Retro Review: Blue Steel (1990)

Blue Steel
Cast: Jamie Lee Curtis, Ron Silver, Clancy Brown, Elizabeth Pena, Phillip Bosco, Richard Jenkins 
Genre: Action Thriller
U.S Box Office Gross: $8 million

Plot: A female rookie in the police force engages in a cat & mouse game with a pistol- wielding psychopath who becomes obsessed with her

'Vacuous & Half-Baked Crime Film With Shallow & Superficial Characters'

Originally shot and produced in 1989 and released worldwide in 1990 and with co-production by Oliver Stone, Blue Steel was co-written and directed by Kathryn Bigelow and is a cat-& mouse cop movie that after a potent start, it ultimately loses its way and despite some of the action and intensity this is all impeded by a poorly- written lead character and severely under-developed supporting and antagonist characters. 

Fresh out of the police academy, Megan Turner is a patrol cop when she finds herself involved in a robbery of a convenience store.

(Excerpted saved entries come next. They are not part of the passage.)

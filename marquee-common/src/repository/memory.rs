//! In-process repository backed by hash maps
//!
//! One `RwLock` guards every container: writes take it exclusively, reads
//! share it. Key order vectors keep `get_all_*` in insertion order.

use std::collections::HashMap;
use std::sync::Arc;

use async_trait::async_trait;
use tokio::sync::RwLock;
use tracing::debug;

use super::CatalogueRepository;
use crate::model::{Actor, Director, Genre, Movie, Review, ReviewTarget, User};
use crate::{EntityKind, Error, Result};

/// Entities of one kind keyed by identity, remembering insertion order
struct Keyed<T> {
    kind: EntityKind,
    items: HashMap<String, T>,
    order: Vec<String>,
}

impl<T: Clone> Keyed<T> {
    fn new(kind: EntityKind) -> Self {
        Self {
            kind,
            items: HashMap::new(),
            order: Vec::new(),
        }
    }

    fn insert(&mut self, key: &str, item: T) -> Result<()> {
        if self.items.contains_key(key) {
            return Err(Error::duplicate(self.kind, key));
        }
        self.items.insert(key.to_string(), item);
        self.order.push(key.to_string());
        Ok(())
    }

    fn contains(&self, key: &str) -> bool {
        self.items.contains_key(key)
    }

    fn get(&self, key: &str) -> Option<T> {
        self.items.get(key).cloned()
    }

    /// Mutable access for appending reviews; misses become `UnknownReference`
    fn get_mut(&mut self, key: &str) -> Result<&mut T> {
        let kind = self.kind;
        self.items
            .get_mut(key)
            .ok_or_else(|| Error::unknown(kind, key))
    }

    fn require(&self, key: &str) -> Result<()> {
        if self.contains(key) {
            Ok(())
        } else {
            Err(Error::unknown(self.kind, key))
        }
    }

    fn all(&self) -> Vec<T> {
        self.order
            .iter()
            .filter_map(|key| self.items.get(key).cloned())
            .collect()
    }
}

struct Store {
    movies: Keyed<Movie>,
    actors: Keyed<Actor>,
    directors: Keyed<Director>,
    genres: Keyed<Genre>,
    users: Keyed<User>,
    reviews: Vec<Review>,
}

impl Default for Store {
    fn default() -> Self {
        Self {
            movies: Keyed::new(EntityKind::Movie),
            actors: Keyed::new(EntityKind::Actor),
            directors: Keyed::new(EntityKind::Director),
            genres: Keyed::new(EntityKind::Genre),
            users: Keyed::new(EntityKind::User),
            reviews: Vec::new(),
        }
    }
}

/// Process-local repository; the reference and test backend
///
/// Clone-friendly via Arc: clones share the same store.
#[derive(Clone, Default)]
pub struct MemoryRepository {
    store: Arc<RwLock<Store>>,
}

impl MemoryRepository {
    pub fn new() -> Self {
        Self::default()
    }
}

#[async_trait]
impl CatalogueRepository for MemoryRepository {
    async fn add_movie(&self, movie: Movie) -> Result<()> {
        let mut store = self.store.write().await;

        if store.movies.contains(movie.title()) {
            return Err(Error::duplicate(EntityKind::Movie, movie.title()));
        }
        if let Some(director) = movie.director() {
            store.directors.require(director)?;
        }
        for actor in movie.actors() {
            store.actors.require(actor)?;
        }
        for genre in movie.genres() {
            store.genres.require(genre)?;
        }

        let title = movie.title().to_string();
        store.movies.insert(&title, movie.without_reviews())?;
        debug!("Stored movie '{}'", title);
        Ok(())
    }

    async fn get_movie(&self, title: &str) -> Result<Option<Movie>> {
        Ok(self.store.read().await.movies.get(title))
    }

    async fn get_all_movies(&self) -> Result<Vec<Movie>> {
        Ok(self.store.read().await.movies.all())
    }

    async fn add_actor(&self, actor: Actor) -> Result<()> {
        let mut store = self.store.write().await;
        let name = actor.name().to_string();
        store.actors.insert(&name, actor.without_reviews())
    }

    async fn get_actor(&self, name: &str) -> Result<Option<Actor>> {
        Ok(self.store.read().await.actors.get(name))
    }

    async fn get_all_actors(&self) -> Result<Vec<Actor>> {
        Ok(self.store.read().await.actors.all())
    }

    async fn add_director(&self, director: Director) -> Result<()> {
        let mut store = self.store.write().await;
        let name = director.name().to_string();
        store.directors.insert(&name, director.without_reviews())
    }

    async fn get_director(&self, name: &str) -> Result<Option<Director>> {
        Ok(self.store.read().await.directors.get(name))
    }

    async fn get_all_directors(&self) -> Result<Vec<Director>> {
        Ok(self.store.read().await.directors.all())
    }

    async fn add_genre(&self, genre: Genre) -> Result<()> {
        let mut store = self.store.write().await;
        let name = genre.name().to_string();
        store.genres.insert(&name, genre.without_reviews())
    }

    async fn get_genre(&self, name: &str) -> Result<Option<Genre>> {
        Ok(self.store.read().await.genres.get(name))
    }

    async fn get_all_genres(&self) -> Result<Vec<Genre>> {
        Ok(self.store.read().await.genres.all())
    }

    async fn add_user(&self, user: User) -> Result<()> {
        let mut store = self.store.write().await;
        let username = user.username().to_string();
        store.users.insert(&username, user)?;
        debug!("Registered user '{}'", username);
        Ok(())
    }

    async fn get_user(&self, username: &str) -> Result<Option<User>> {
        Ok(self.store.read().await.users.get(&username.to_lowercase()))
    }

    async fn add_review(&self, review: Review) -> Result<()> {
        let mut store = self.store.write().await;
        store.users.require(review.username())?;

        // Resolve the target before touching anything so a miss leaves no trace
        match review.target() {
            ReviewTarget::Movie(title) => {
                store.movies.get_mut(title)?.add_review(review.clone());
            }
            ReviewTarget::Actor(name) => {
                store.actors.get_mut(name)?.record_review(review.clone());
            }
            ReviewTarget::Director(name) => {
                store.directors.get_mut(name)?.record_review(review.clone());
            }
            ReviewTarget::Genre(name) => {
                store.genres.get_mut(name)?.record_review(review.clone());
            }
        }

        debug!("Stored review by '{}' on {}", review.username(), review.target());
        store.reviews.push(review);
        Ok(())
    }

    async fn get_all_reviews(&self) -> Result<Vec<Review>> {
        Ok(self.store.read().await.reviews.clone())
    }
}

After confronting the armed robber, she shoots him several times, with the revolver on the floor, which is then picked up by a stockbroker going by the name of Eugene. With Eugene leaving the scene of the crime with the weapon & lacking evidence, Megan finds herself suspended for a brief while. Eugene then obsessively begins a relationship with her, whilst he continues to kill his victims using bullets with Megan's name engraved on them. 

As I was watching this movie, it was near impossible for me to ignore the fact that she was a cop and yet at the same time, she could have so easily been the bad guy and yet it is the only by the virtue of her holding onto a position of responsibility and upholding the law, which she doesn't do as well, that lets Megan off the hook.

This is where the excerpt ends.